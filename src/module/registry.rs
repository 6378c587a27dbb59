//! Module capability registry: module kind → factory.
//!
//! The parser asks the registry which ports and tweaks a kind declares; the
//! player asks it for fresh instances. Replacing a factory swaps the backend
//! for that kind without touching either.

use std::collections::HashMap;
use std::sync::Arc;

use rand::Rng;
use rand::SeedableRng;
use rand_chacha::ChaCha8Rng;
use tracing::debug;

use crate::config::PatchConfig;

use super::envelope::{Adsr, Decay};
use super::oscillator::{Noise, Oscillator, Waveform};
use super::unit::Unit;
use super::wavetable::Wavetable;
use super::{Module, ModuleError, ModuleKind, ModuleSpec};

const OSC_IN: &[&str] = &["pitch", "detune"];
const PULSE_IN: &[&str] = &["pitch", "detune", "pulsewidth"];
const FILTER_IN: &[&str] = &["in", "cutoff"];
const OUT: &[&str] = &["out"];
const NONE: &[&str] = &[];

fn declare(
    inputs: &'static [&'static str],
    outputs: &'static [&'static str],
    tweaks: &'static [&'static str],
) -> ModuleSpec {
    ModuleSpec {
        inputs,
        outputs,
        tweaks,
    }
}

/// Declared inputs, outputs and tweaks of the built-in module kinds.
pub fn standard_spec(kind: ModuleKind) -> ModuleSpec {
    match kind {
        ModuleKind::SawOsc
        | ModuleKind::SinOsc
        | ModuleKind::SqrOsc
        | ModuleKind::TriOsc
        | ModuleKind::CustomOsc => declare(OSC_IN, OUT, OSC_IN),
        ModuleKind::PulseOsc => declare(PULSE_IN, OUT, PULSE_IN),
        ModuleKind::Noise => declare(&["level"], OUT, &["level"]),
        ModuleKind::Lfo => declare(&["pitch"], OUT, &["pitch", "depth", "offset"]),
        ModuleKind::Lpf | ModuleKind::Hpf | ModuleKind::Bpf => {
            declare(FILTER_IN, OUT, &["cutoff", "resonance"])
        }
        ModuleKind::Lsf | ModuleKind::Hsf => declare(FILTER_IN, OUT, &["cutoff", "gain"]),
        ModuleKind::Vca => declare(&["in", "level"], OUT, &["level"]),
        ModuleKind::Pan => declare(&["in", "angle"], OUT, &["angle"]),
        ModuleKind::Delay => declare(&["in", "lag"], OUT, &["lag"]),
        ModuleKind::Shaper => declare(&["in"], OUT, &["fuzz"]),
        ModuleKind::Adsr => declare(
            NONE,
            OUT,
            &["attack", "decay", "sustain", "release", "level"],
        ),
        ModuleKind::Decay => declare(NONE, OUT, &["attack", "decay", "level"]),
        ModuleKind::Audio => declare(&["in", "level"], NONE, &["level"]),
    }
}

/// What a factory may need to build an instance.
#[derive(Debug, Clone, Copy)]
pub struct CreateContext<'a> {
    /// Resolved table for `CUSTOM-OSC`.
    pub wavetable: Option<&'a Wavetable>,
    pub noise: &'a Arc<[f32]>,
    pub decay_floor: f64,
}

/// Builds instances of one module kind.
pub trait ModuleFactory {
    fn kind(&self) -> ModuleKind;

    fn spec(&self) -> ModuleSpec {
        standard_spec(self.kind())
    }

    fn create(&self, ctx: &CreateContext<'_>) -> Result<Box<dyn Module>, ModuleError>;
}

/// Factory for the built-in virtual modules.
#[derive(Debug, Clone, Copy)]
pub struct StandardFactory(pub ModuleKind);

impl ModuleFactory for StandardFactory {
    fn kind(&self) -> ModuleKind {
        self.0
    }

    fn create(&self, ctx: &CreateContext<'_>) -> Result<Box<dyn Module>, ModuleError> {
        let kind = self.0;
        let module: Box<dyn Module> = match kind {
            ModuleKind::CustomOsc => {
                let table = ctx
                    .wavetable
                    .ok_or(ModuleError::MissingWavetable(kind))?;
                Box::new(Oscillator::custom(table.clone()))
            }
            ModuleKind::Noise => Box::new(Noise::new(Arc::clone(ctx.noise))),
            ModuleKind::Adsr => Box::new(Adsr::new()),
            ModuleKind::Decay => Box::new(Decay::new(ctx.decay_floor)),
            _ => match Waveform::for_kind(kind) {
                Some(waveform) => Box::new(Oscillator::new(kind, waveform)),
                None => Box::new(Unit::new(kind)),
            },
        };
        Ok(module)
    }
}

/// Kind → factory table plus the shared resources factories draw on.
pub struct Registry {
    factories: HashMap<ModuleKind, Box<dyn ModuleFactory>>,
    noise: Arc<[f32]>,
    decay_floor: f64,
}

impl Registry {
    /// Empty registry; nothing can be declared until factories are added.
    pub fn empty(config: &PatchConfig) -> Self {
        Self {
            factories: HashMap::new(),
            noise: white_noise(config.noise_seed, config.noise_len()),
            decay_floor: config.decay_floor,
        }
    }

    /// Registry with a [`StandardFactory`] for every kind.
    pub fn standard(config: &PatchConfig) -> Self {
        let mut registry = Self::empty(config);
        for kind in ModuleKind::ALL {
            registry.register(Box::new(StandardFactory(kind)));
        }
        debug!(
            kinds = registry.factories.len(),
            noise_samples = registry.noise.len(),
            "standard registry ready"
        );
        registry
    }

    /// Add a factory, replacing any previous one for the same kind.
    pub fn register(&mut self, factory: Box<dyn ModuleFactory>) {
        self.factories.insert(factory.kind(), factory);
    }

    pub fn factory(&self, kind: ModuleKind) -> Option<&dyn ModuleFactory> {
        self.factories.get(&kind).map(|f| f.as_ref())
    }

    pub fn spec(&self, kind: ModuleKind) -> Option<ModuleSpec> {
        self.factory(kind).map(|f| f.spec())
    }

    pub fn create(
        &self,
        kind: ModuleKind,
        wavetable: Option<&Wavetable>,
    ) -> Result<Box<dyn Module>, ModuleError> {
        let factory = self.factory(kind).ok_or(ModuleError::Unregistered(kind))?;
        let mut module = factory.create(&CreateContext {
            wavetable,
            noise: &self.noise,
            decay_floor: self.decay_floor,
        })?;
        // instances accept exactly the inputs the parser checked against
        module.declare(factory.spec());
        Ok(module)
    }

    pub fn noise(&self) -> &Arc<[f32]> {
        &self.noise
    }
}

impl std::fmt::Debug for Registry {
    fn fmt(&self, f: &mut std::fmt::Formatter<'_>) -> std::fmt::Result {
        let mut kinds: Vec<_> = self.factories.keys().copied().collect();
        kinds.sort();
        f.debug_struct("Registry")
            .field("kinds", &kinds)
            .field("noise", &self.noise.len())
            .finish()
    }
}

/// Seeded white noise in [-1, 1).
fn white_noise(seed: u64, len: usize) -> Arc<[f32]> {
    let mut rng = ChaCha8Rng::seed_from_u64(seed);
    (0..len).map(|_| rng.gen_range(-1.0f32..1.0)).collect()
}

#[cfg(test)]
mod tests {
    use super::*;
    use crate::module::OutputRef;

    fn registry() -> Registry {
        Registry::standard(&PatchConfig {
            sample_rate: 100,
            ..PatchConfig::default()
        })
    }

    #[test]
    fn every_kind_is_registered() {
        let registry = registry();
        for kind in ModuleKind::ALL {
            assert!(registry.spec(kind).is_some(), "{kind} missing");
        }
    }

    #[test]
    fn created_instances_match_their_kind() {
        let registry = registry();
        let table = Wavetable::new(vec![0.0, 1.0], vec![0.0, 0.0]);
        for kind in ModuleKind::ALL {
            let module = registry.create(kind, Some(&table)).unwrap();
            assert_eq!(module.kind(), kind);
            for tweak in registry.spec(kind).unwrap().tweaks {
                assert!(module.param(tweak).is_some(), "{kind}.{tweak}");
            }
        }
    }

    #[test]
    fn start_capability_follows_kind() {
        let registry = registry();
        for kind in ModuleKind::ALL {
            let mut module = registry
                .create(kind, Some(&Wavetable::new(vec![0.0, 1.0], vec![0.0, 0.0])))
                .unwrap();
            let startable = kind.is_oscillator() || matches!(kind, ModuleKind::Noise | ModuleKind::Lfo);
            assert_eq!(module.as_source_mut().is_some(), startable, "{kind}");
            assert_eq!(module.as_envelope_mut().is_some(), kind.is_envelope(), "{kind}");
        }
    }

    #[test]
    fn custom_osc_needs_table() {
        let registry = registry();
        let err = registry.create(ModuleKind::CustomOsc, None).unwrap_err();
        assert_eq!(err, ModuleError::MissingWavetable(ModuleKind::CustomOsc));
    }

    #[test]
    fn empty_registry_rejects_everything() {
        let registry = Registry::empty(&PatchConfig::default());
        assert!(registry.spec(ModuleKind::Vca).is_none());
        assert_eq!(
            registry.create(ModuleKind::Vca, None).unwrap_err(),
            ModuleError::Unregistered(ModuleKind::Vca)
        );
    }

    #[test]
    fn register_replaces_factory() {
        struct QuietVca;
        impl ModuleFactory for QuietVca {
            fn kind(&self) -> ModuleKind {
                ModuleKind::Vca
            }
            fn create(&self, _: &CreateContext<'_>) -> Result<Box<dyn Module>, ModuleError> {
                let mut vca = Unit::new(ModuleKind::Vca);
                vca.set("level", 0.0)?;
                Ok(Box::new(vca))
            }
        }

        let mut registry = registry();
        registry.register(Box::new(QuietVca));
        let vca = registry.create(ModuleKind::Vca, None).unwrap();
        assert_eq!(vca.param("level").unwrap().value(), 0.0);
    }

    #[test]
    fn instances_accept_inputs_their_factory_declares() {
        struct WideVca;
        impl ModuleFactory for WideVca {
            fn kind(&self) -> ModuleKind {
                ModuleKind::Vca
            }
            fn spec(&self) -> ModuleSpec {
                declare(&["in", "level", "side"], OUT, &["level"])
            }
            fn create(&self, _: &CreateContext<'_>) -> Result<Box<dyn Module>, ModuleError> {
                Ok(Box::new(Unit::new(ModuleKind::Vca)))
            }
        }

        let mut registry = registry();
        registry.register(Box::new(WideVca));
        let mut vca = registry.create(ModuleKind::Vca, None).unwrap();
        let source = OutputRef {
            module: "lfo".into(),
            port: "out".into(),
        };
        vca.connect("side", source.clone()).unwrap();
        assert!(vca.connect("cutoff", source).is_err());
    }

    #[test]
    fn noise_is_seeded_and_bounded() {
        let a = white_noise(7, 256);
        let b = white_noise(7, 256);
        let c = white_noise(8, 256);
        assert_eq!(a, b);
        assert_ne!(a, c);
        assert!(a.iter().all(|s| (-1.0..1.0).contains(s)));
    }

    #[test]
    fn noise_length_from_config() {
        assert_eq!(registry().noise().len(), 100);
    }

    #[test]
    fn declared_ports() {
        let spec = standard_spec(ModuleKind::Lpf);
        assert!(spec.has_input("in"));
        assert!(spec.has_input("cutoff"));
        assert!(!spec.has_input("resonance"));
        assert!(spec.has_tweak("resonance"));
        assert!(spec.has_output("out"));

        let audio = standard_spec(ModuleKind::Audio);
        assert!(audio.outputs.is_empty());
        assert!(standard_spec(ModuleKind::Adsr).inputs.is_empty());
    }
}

◇ ◇ ◇ ◇ ◇

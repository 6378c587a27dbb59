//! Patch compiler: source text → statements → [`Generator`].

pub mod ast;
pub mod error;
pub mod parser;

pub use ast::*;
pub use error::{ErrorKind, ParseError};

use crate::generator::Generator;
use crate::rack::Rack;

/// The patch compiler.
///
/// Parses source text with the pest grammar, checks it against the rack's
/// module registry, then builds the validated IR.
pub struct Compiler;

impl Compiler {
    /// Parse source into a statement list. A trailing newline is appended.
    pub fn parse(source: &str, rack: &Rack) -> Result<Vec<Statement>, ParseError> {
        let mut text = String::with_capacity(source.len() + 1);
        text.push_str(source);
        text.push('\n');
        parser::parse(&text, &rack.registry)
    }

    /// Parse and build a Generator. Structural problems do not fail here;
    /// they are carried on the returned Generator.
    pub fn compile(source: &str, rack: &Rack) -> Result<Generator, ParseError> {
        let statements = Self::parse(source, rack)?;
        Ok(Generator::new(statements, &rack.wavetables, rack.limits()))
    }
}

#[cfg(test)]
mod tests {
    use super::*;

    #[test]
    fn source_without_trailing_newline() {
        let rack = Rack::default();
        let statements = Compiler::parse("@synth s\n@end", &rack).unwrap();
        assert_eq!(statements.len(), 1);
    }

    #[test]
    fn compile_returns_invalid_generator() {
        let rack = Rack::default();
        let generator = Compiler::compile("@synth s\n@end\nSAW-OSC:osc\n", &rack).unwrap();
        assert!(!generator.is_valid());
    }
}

◇ ◇ ◇ ◇ ◇

*Task instructions*
Every line above from the line with "module.declare(factory.spec());" to the line with "fn fmt(&self, f: &mut", both included, must be reproduced exactly, and no other line may appear.

*Written response*
        module.declare(factory.spec());
        Ok(module)
    }

    pub fn noise(&self) -> &Arc<[f32]> {
        &self.noise
    }
}

impl std::fmt::Debug for Registry {
    fn fmt(&self, f: &mut std::fmt::Formatter<'_>) -> std::fmt::Result {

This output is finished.